India! Forget not that the ideal of thy womanhood is Sita,
Savitri, Damayanti; forget not that the God thou worshippest
is the great Ascetic of ascetics, the all-renouncing Shankara,
the Lord of Uma; forget not that thy marriage, thy wealth,
thy life are not for sense-pleasure, are not for thy individual
personal happiness; forget not that thou art born as a sacrifice
to the Mother’s altar; forget not that thy social order
is but the reflex of the Infinite Universal Motherhood;
forget not that the lower classes, the ignorant, the poor,
the illiterate, the cobbler, the sweeper, are thy flesh
and blood, are thy brothers. Thou brave one, be bold, take
courage, be proud that thou art an Indian, and proudly proclaim,
‘I am an Indian, every Indian is my brother.’ Say, ‘The
ignorant Indian, the poor and destitute Indian, the Brahmin
Indian, the Pariah Indian, is my brother.’ (4.479-80)
Imagine
the thunderous reverberations of these words, issuing from
the lips of a born king. How enthralled his audience must
have been by ‘his strength and beauty, the grace and dignity
of his bearing, the dark light of his eyes, his imposing appearance
and the splendid music of his rich deep voice’.
Listen
to the warrior-prophet, ‘the anointed of God’ sounding the
conch for the resurrection of the land of the rishis, ‘My
India, arise!’
For
the next fifty years … let all other vain gods disappear
for the time from our minds. This is the only god that is
awake, our own race - ‘everywhere his hands, everywhere
his feet, everywhere his ears, he covers everything.’ All
other gods are sleeping. What vain gods shall we go after
and yet cannot worship the god that we see all around us,
the Virat? … The first of all worship is the worship of
the Virat - of those all around us. (3.300-1)
He
was the personification of energy, and action was his message
- selfless action, loving action, action expecting no return.
‘A hundred thousand men and women, fired with the zeal of
holiness, fortified with eternal faith in the Lord and nerved
to lion’s courage by their sympathy for the poor and the fallen
and the downtrodden, will go over the length and breadth of
the land, preaching the gospel of salvation, the gospel of
help, the gospel of social raising up, the gospel of equality.’
(5.15)
Handsome
is what handsome does. Aesthetics, the sense of beauty, should
not be an ineffectual angel beating its wings in the void.
It must inspire sublime action. Sister Christine has gone
on record:
Our
love for India came to birth when we first heard him say
the word ‘India’ in that marvellous voice of his. It seems
incredible that so much could have been put into one small
word of five letters. There was love, passion, pride, longing,
adoration, tragedy, chivalry, heimweh, and again love. Whole
volumes could not have produced such a feeling in others.

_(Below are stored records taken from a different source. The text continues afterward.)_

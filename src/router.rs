//! Event Router - the entry point of the pipeline.
//!
//! The [`EventRouter`] normalizes a producer's [`NewEvent`], assigns it a
//! lane, a priority and a routing identifier, and pushes it onto the tail of
//! its priority queue.
//!
//! # Resolution
//!
//! ```text
//! lane:     requested lane ── unknown/disabled? ──► default lane (warn)
//! priority: explicit ──► lane default_priority ──► normal
//! id:       {lane}-{unix millis}-{8 hex}
//! ```
//!
//! # Failure
//!
//! If the queue store cannot be reached the call fails with
//! [`RouteError::QueueUnavailable`]. Nothing is buffered locally, so a caller
//! never mistakes backpressure for success.

use crate::config::LaneConfig;
use crate::event::{Event, NewEvent};
use crate::metrics::MetricsRegistry;
use crate::notify::{Bus, Notification};
use crate::store::{QueueKeys, QueueStore, StoreError};
use chrono::Utc;
use std::collections::BTreeMap;
use std::sync::Arc;
use thiserror::Error;
use tracing::{debug, error, info, warn};

/// Errors that can occur during routing.
#[derive(Error, Debug)]
pub enum RouteError {
    /// The queue store could not be reached; the event was not queued.
    #[error("queue unavailable: {0}")]
    QueueUnavailable(#[source] StoreError),

    /// The event is missing required content.
    #[error("invalid event: {0}")]
    Validation(String),

    #[error("failed to serialize event: {0}")]
    Serialization(#[from] serde_json::Error),
}

/// Routes events onto their priority queues.
///
/// Designed to be wrapped in `Arc` and shared by the API surface, the retry
/// scheduler and the health monitor.
pub struct EventRouter {
    store: Arc<dyn QueueStore>,
    keys: QueueKeys,
    lanes: BTreeMap<String, LaneConfig>,
    default_lane: String,
    metrics: Arc<MetricsRegistry>,
    bus: Bus,
}

impl EventRouter {
    pub fn new(
        store: Arc<dyn QueueStore>,
        keys: QueueKeys,
        lanes: BTreeMap<String, LaneConfig>,
        default_lane: impl Into<String>,
        metrics: Arc<MetricsRegistry>,
        bus: Bus,
    ) -> Self {
        Self {
            store,
            keys,
            lanes,
            default_lane: default_lane.into(),
            metrics,
            bus,
        }
    }

    /// Route a new producer event.
    ///
    /// Returns the routed [`Event`] as it was written to the queue.
    pub async fn route_event(&self, new_event: NewEvent) -> Result<Event, RouteError> {
        if new_event.data.is_null() {
            return Err(RouteError::Validation("event data is required".to_string()));
        }

        let lane = self.resolve_lane(&new_event.lane)?;
        let priority = new_event
            .priority
            .or(lane.default_priority)
            .unwrap_or_default();

        let now = Utc::now();
        let event = Event {
            id: routing_id(&lane.name),
            kind: new_event.kind,
            lane: lane.name.clone(),
            priority,
            payload: new_event.data,
            created_at: now,
            routed_at: now,
            retry_count: 0,
            failed_at: None,
            failure_reason: None,
        };

        self.push(&event).await?;
        self.metrics.record_routed(&event.lane, event.priority);

        info!(
            route_id = %event.id,
            event_type = %event.kind,
            lane = %event.lane,
            priority = %event.priority,
            "Event routed"
        );
        self.bus.publish(Notification::Routed(event.clone()));

        Ok(event)
    }

    /// Put a previously routed event back on its queue after a retry delay.
    ///
    /// Lane, priority, routing id and retry count are kept as they are; only
    /// `routed_at` is refreshed. Producer-facing counters are not touched, so
    /// `total_events` keeps counting distinct events.
    pub async fn reroute(&self, mut event: Event) -> Result<Event, RouteError> {
        event.routed_at = Utc::now();
        self.push(&event).await?;

        debug!(
            route_id = %event.id,
            priority = %event.priority,
            retry_count = event.retry_count,
            "Event re-routed"
        );
        self.bus.publish(Notification::Routed(event.clone()));

        Ok(event)
    }

    /// Resolve a requested lane against the static lane set.
    fn resolve_lane(&self, requested: &str) -> Result<&LaneConfig, RouteError> {
        match self.lanes.get(requested) {
            Some(lane) if lane.enabled => Ok(lane),
            found => {
                warn!(
                    requested_lane = %requested,
                    default_lane = %self.default_lane,
                    disabled = found.is_some(),
                    "Unknown or disabled lane, falling back to default"
                );
                self.lanes.get(&self.default_lane).ok_or_else(|| {
                    RouteError::Validation(format!(
                        "default lane '{}' is not configured",
                        self.default_lane
                    ))
                })
            }
        }
    }

    async fn push(&self, event: &Event) -> Result<(), RouteError> {
        let payload = serde_json::to_string(event)?;
        let key = self.keys.queue(event.priority);

        self.store.push(key, payload).await.map_err(|e| {
            error!(
                route_id = %event.id,
                key = %key,
                error = %e,
                "Failed to push event to queue"
            );
            RouteError::QueueUnavailable(e)
        })
    }

    pub fn keys(&self) -> &QueueKeys {
        &self.keys
    }
}

/// Build a routing identifier for correlation: lane, wall-clock millis and a
/// short random suffix. Not intended to be unguessable.
fn routing_id(lane: &str) -> String {
    let suffix = uuid::Uuid::new_v4().simple().to_string();
    format!("{}-{}-{}", lane, Utc::now().timestamp_millis(), &suffix[..8])
}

It had the magic power of creating love in those who heard
it. Ever after, India became the land of heart’s desire.
Everything concerning her became of interest - became living
- her people, her history, architecture, her manners and
customs, her rivers, her mountains, plains, her culture,
her great spiritual concepts, her scriptures. (8)
What
a tribute from a sensitive soul to the magic of Swamiji’s
pancakshari!
Growth
according to One’s Inner Law
‘Each
soul is potentially divine. The goal is to manifest this divinity
within,’ Swamiji points out. Divinity is the beauty of perfection,
the infinitude of truth and goodness. The master artist is
he who enables his audience to feel this touch of the One
in the play of the many. He helps them, encourages them, stirs
them to manifest in themselves the divine perfection palsied
over by the pale cast of diffidence. But then Swamiji also
knew when and where to switch off the spell.
At
one of the public meetings in New York, after addressing a
tense audience for about fifteen minutes, he suddenly made
a formal bow and retired. The people went away wondering why
the Niagara had so suddenly stopped. A friend asked him if
he had forgotten his points. Had he become nervous? Swamiji’s
reply stunned the friend. He revealed that at the meeting
he felt a tremendous upsurge of power. He had noticed that
the audience were becoming so absorbed in his ideas that they
were losing their own individualities. He had felt that they
had become like soft clay, that he could give them any shape
he wanted. That, however, was contrary to his outlook. Every
man and woman must grow according to his or her own inner
law. Not wishing to change or to destroy anyone’s individuality,
he had to stop.
This
episode reveals what a master craftsman Swamiji was, how finely
his aesthetics were honed.
His
Singing Charmed Sri Ramakrishna
Plotinus
observes, ‘The mind could never have perceived the beautiful,
had it not first been itself beautiful.’ How beautiful Swamiji’s
mind was can be seen from a variety of angles. His love of
and expertise in music, for instance. We recall how the Great
Master was first drawn to Naren by the impetus of the latter’s
singing. ‘O my mind, go to your own abode./ In the foreign
land of this world/ Why roam uselessly like a stranger!’
Sri
Ramakrishna was so overwhelmed by the song that he suddenly
grasped Naren’s hand, took him to the northern porch and with
tears streaming down his cheeks expostulated, ‘Ah! You have
come so late. How unkind of you to keep me waiting so long!’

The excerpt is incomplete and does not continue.